Data: 16/11/2016 18:00:00 - Autore: Valeria Zeppilli

di Valeria Zeppilli – Ormai da diversi anni, più precisamente con la sentenza numero 232/2012, la Corte costituzionale ha chiarito che, con il passaggio alla regolamentazione civilistica del trattamento di fine rapporto, l'indennità spettante ai dipendenti pubblici non è più calcolata considerando il 9,6% dell'80% della retribuzione, di cui il 7,2% a carico della pubblica amministrazione di appartenenza e il 2,5% a carico del dipendente. Il TFR, infatti, è già da diversi anni calcolato sul 6,91% della predetta percentuale ed è posto interamente a carico del datore di lavoro.

La pronuncia della Consulta, però, nel corso del tempo non ha sortito gli effetti sperati e numerosi enti hanno continuato a praticare il prelievo del 2,5% sulla busta paga dei dipendenti, senza considerare quanto chiarito ormai da diversi anni.

Ciò non vuol dire, tuttavia, che la Corte costituzionale non abbia parlato chiaro: l'articolo 12, comma 10, del d.l. n. 78/2010 è costituzionalmente illegittimo "nella parte in cui non esclude l'applicazione a carico del dipendente della rivalsa pari al 2,50% della base contributiva, prevista dall'art. 37, comma 1, del decreto del Presidente della Repubblica 29 dicembre 1973, n. 1032 (Approvazione del testo unico delle norme sulle prestazioni previdenziali a favore dei dipendenti civili e militari dello Stato)". La trattenuta, insomma, contribuisce a formare il fondo di previdenza dell'Inps – ex Inpdap e di essa deve farsi carico il datore di lavoro, senza alcuna distinzione rispetto a quanto accade nel settore privato in forza del d.p.c.m. del 20 dicembre 1999.
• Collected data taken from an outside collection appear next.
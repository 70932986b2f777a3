//! Outcome of a grid pass

use crate::error::ColumnError;

/// How one active column fared
#[derive(Debug, Clone, PartialEq)]
pub enum ColumnStatus {
    Success,
    Failed(ColumnError),
}

/// Status of the column at `index`
#[derive(Debug, Clone, PartialEq)]
pub struct ColumnOutcome {
    pub index: usize,
    pub status: ColumnStatus,
}

impl ColumnOutcome {
    #[inline]
    pub fn success(index: usize) -> Self {
        Self {
            index,
            status: ColumnStatus::Success,
        }
    }

    #[inline]
    pub fn failed(index: usize, error: ColumnError) -> Self {
        Self {
            index,
            status: ColumnStatus::Failed(error),
        }
    }

    #[inline]
    pub fn is_success(&self) -> bool {
        matches!(self.status, ColumnStatus::Success)
    }

    pub fn error(&self) -> Option<&ColumnError> {
        match &self.status {
            ColumnStatus::Success => None,
            ColumnStatus::Failed(error) => Some(error),
        }
    }
}

/// Per-column outcomes of one pass, in ascending column order
///
/// Inactive columns do not appear.
#[derive(Debug, Clone, Default, PartialEq)]
pub struct StepResult {
    outcomes: Vec<ColumnOutcome>,
}

impl StepResult {
    pub(crate) fn new(mut outcomes: Vec<ColumnOutcome>) -> Self {
        outcomes.sort_by_key(|outcome| outcome.index);
        Self { outcomes }
    }

    pub fn outcomes(&self) -> &[ColumnOutcome] {
        &self.outcomes
    }

    /// Number of columns that took part in the pass
    pub fn active_count(&self) -> usize {
        self.outcomes.len()
    }

    pub fn success_count(&self) -> usize {
        self.outcomes.iter().filter(|o| o.is_success()).count()
    }

    pub fn failure_count(&self) -> usize {
        self.active_count() - self.success_count()
    }

    /// Indices of failed columns, ascending
    pub fn failed_indices(&self) -> Vec<usize> {
        self.failures().map(|(index, _)| index).collect()
    }

    pub fn failures(&self) -> impl Iterator<Item = (usize, &ColumnError)> {
        self.outcomes
            .iter()
            .filter_map(|o| o.error().map(|error| (o.index, error)))
    }

    /// True when every active column succeeded
    pub fn is_success(&self) -> bool {
        self.outcomes.iter().all(ColumnOutcome::is_success)
    }

    /// Outcome for `index`, or `None` if the column was inactive
    pub fn outcome(&self, index: usize) -> Option<&ColumnOutcome> {
        self.outcomes
            .binary_search_by_key(&index, |o| o.index)
            .ok()
            .map(|position| &self.outcomes[position])
    }
}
Alla pronuncia del 2012, oltretutto, se ne è aggiunta anche una seconda con la quale la Consulta non ha affatto corretto il tiro, ovverosia la numero 244 del 28 ottobre 2014. Ma nulla si è smosso

Tuttavia, nonostante molte amministrazioni continuino a tapparsi occhi e orecchie, la conclusione è una sola e le trattenute che le pubbliche amministrazioni hanno continuato a praticare anche dopo il 2010 sono illegittime. I loro dipendenti, quindi, possono ottenerne la restituzione.

La giurisprudenza

Così ragionando, sono molti i lavoratori che hanno adito i tribunali per avere indietro dall'amministrazione di appartenenza tutto ciò di cui siano stati indebitamente privati.

E molte sono anche le pronunce che hanno sposato quanto sopra detto, non dando rilevanza all'assenza di un esplicito divieto di legge ma, anzi, condannando le PP.AA. di volta in volta convenute a restituire le somme indebitamente sottratte dalle buste paga dei dipendenti.

In tal senso sono andati, ad esempio, il Tribunale di Salerno, quello di Roma, quello di Treviso e, più recentemente, quello di Milano con sentenza numero 742 dell'11 marzo 2016, infliggendo un duro colpo alle amministrazioni pubbliche, controbilanciato da una grande vittoria per i loro dipendenti.

Chi ha diritto al rimborso?

Ma chi ha effettivamente diritto al rimborso?

Innanzitutto ci sono coloro che sono stati assunti dopo il 31 dicembre 2000 e che si trovano in regime di TFR.

Ad essi si affiancano, poi, i dipendenti che sono stati assunti prima di tale data e che si trovano in regime di TFS, i quali però hanno diritto al rimborso solo per il 2011 e il 2012. A seguito dell'illegittimità dell'articolo 1, commi 98 e 99, della legge numero 228/2012, infatti, le PP.AA. dovranno restituire anche il 2,69% a titolo di TFS mancante nel periodo transitorio, individuato nelle due predette annualità.

Il rimborso, si segnala, ha ad oggetto un credito esigibile assoggettato a prescrizione decennale.